Development and maintenance of an ovarian follicle, and thus a functional ovary is a remarkable tissue
remodeling processes that requires involvements of various proteases. However, our knowledge concerning
the enzymes that are responsible for, and underlying mechanisms are incomplete. Our long-term objective
is to identify molecules and pathways that affect female fertility, and therefore to advance knowledge on the
regulators for reproductive processes and fertility in female animals. The specific aims of this grant
application are to elucidate functions, processes, interacting molecules and pathways, and targets of an
overlooked metalloprotease, i.e., Adamts9 (a disintegrin and metalloproteinase with thrombospondin type 1
motifs, member 9) in the development and maintenance of an ovarian follicle. Our published or preliminary
results strongly indicate Adamts9 has a critical role in survival and programmed death of an ovarian follicle.

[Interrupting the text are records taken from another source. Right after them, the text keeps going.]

//! # ListItem & GroceryList — The Units of a Shopping List
//!
//! A [`ListItem`] is one line on a shopping list; a [`GroceryList`] is
//! one day's list. Items are mutated in place (quantity, purchased,
//! prices) while their list is active; once the list is completed it
//! becomes part of the read-only history and is never edited again.
//!
//! ## Fields
//!
//! | Field | Type | Notes |
//! |-------|------|-------|
//! | `id` | UUID v4 | Opaque identity, generated at creation |
//! | `name` | String | User-entered label, kept verbatim (not normalized) |
//! | `quantity` | u32 | Invariant: always ≥ 1 |
//! | `category` | Option<Category> | `None` = uncategorized |
//! | `purchased` | bool | Checked off during shopping |
//! | `unit_price` / `line_total` / `currency` | optional | Filled from the price-entry flow |

use chrono::{DateTime, NaiveDate, Utc};
use serde::{Deserialize, Serialize};
use uuid::Uuid;

use super::Category;

/// Alias for a list item's identifier (UUID v4).
pub type ItemId = Uuid;

/// One line on a shopping list.
#[derive(Clone, Debug, Serialize, Deserialize)]
pub struct ListItem {
    /// Unique identifier, generated at creation.
    pub id: ItemId,

    /// User-entered item name, preserved exactly as typed.
    /// Matching (autocomplete, suggestions, price memory) lowercases or
    /// normalizes a *copy* — the stored name is never rewritten.
    pub name: String,

    /// How many to buy. Never below 1.
    pub quantity: u32,

    /// Product category, if the user picked one.
    pub category: Option<Category>,

    /// Whether the item was checked off during shopping.
    pub purchased: bool,

    /// Price per unit, recorded from a receipt or entered manually.
    #[serde(default, skip_serializing_if = "Option::is_none")]
    pub unit_price: Option<f64>,

    /// `unit_price × quantity` at the time the price was applied.
    #[serde(default, skip_serializing_if = "Option::is_none")]
    pub line_total: Option<f64>,

    /// ISO currency code for the prices above (normally "ILS").
    #[serde(default, skip_serializing_if = "Option::is_none")]
    pub currency: Option<String>,
}

impl ListItem {
    /// Creates a new unpurchased item with quantity 1 and no prices.
    pub fn new(name: impl Into<String>, category: Option<Category>) -> Self {
        Self {
            id: Uuid::new_v4(),
            name: name.into(),
            quantity: 1,
            category,
            purchased: false,
            unit_price: None,
            line_total: None,
            currency: None,
        }
    }

    /// Adjusts quantity by `delta`, clamped so it never drops below 1.
    pub fn adjust_quantity(&mut self, delta: i32) {
        let next = self.quantity as i64 + delta as i64;
        self.quantity = next.max(1) as u32;
    }

    /// Records a unit price on the item and derives the line total.
    pub fn apply_price(&mut self, unit_price: f64, currency: &str) {
        self.unit_price = Some(unit_price);
        self.line_total = Some(unit_price * self.quantity as f64);
        self.currency = Some(currency.to_string());
    }

    /// Copy of this item suitable for re-adding to a list: fresh id,
    /// quantity reset to 1, not purchased, prices cleared.
    ///
    /// Used both for chat suggestions and for accepting a suggestion
    /// batch — every insertion gets a brand-new UUID.
    pub fn as_fresh_copy(&self) -> ListItem {
        ListItem {
            id: Uuid::new_v4(),
            name: self.name.clone(),
            quantity: 1,
            category: self.category,
            purchased: false,
            unit_price: None,
            line_total: None,
            currency: None,
        }
    }
}

/// One day's shopping list.
///
/// Active lists live in [`ListStore::lists_by_date`](super::ListStore);
/// completing a list stamps `completed_at` and moves it into history,
/// after which it is only ever read (by the history view and by the
/// chat assistant's frequency analysis).
#[derive(Clone, Debug, Serialize, Deserialize)]
pub struct GroceryList {
    /// The calendar day this list belongs to.
    pub date: NaiveDate,

    /// The items, in insertion order.
    pub items: Vec<ListItem>,

    /// Whether the list has been completed.
    pub completed: bool,

    /// When the list was completed. `None` while active.
    #[serde(default, skip_serializing_if = "Option::is_none")]
    pub completed_at: Option<DateTime<Utc>>,
}

impl GroceryList {
    /// Creates an empty active list for `date`.
    pub fn new(date: NaiveDate) -> Self {
        Self {
            date,
            items: Vec::new(),
            completed: false,
            completed_at: None,
        }
    }

    /// Number of purchased items.
    pub fn purchased_count(&self) -> usize {
        self.items.iter().filter(|i| i.purchased).count()
    }

    /// True when the list is non-empty and everything is checked off.
    pub fn all_purchased(&self) -> bool {
        !self.items.is_empty() && self.items.iter().all(|i| i.purchased)
    }
}

#[cfg(test)]
mod tests {
    use super::*;

    #[test]
    fn new_item_starts_at_quantity_one() {
        let item = ListItem::new("חלב", Some(Category::Dairy));
        assert_eq!(item.quantity, 1);
        assert!(!item.purchased);
    }

    #[test]
    fn quantity_never_drops_below_one() {
        let mut item = ListItem::new("לחם", None);
        item.adjust_quantity(-5);
        assert_eq!(item.quantity, 1);
        item.adjust_quantity(3);
        assert_eq!(item.quantity, 4);
        item.adjust_quantity(-2);
        assert_eq!(item.quantity, 2);
    }

    #[test]
    fn apply_price_derives_line_total() {
        let mut item = ListItem::new("עגבניות", Some(Category::Produce));
        item.adjust_quantity(2); // quantity = 3
        item.apply_price(5.90, "ILS");
        assert_eq!(item.unit_price, Some(5.90));
        assert_eq!(item.line_total, Some(5.90 * 3.0));
        assert_eq!(item.currency.as_deref(), Some("ILS"));
    }

    #[test]
    fn fresh_copy_resets_state_and_identity() {
        let mut item = ListItem::new("גבינה", Some(Category::Dairy));
        item.purchased = true;
        item.adjust_quantity(4);
        item.apply_price(12.0, "ILS");

        let copy = item.as_fresh_copy();
        assert_ne!(copy.id, item.id);
        assert_eq!(copy.name, "גבינה");
        assert_eq!(copy.category, Some(Category::Dairy));
        assert_eq!(copy.quantity, 1);
        assert!(!copy.purchased);
        assert!(copy.unit_price.is_none());
    }

    #[test]
    fn all_purchased_requires_items() {
        let mut list = GroceryList::new(NaiveDate::from_ymd_opt(2026, 8, 26).unwrap());
        assert!(!list.all_purchased());
        list.items.push(ListItem::new("חלב", None));
        assert!(!list.all_purchased());
        list.items[0].purchased = true;
        assert!(list.all_purchased());
    }
}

We hypothesize that oocyte originated Adamts9 enzyme is vital for normal follicle development and
survival by varying turnover of extracellular matrix (ECM) proteins therefore increase or decrease of
intra-follicular signaling. We will test this hypothesis via a comprehensive examination of status of ovarian
follicles, i.e., healthy vs. dying follicles in wildtype or various knockouts, targeted molecules and pathways
using tradition approaches including but not limited to confocal microscope imaging, assays of apoptosis,
proliferation & Western blots, staining of RNA or proteins. We will also apply advanced tools using in vivo
fluorescence reporters or molecular biosensors as well as utilizing unbiased approaches, e.g., single cell
RNA sequencing (scRNAseq) and mass spectrometry. To elucidate cell- or molecule-specific events, we
have established or obtained various knockouts, reporter or biosensor lines for targeted cells or signaling
molecules, which allow us to characterize detailed changes of germ cells, gonad somatic cells, or targeted
molecules at a high resolution. Using the advantages of these in vivo systems and fluorescence reporters,
we will characterize and elucidate Adamts9 dependent ECM turnover, gene expression, signaling molecule
changes, pathways, and processes in development and maintenance of an ovarian follicle. For the first
time, functions, and mechanisms of Adamts9, particularly in folliculogenesis, will be comprehensively
characterized in a vertebrate model, which will fill a knowledge gap, i.e., how a germ cell originated enzyme
such as Adatmts9, regulates its ECM environments, thus determines survival or programmed death of an
ovarian follicle. New knowledge gained will be appreciated for understanding or designing new treatments
for reproductive disorders such as infertility, gonadal dysgenesis, early menopause, primary ovarian
insufficiency (POI) and polycystic ovarian syndrome (PCOS). This AREA grant will also provide critical
research opportunities and training for diverse undergraduates at a university mainly serving rural areas and
disadvantage populations, and also address NIH mission for biomedical workforce enhancement.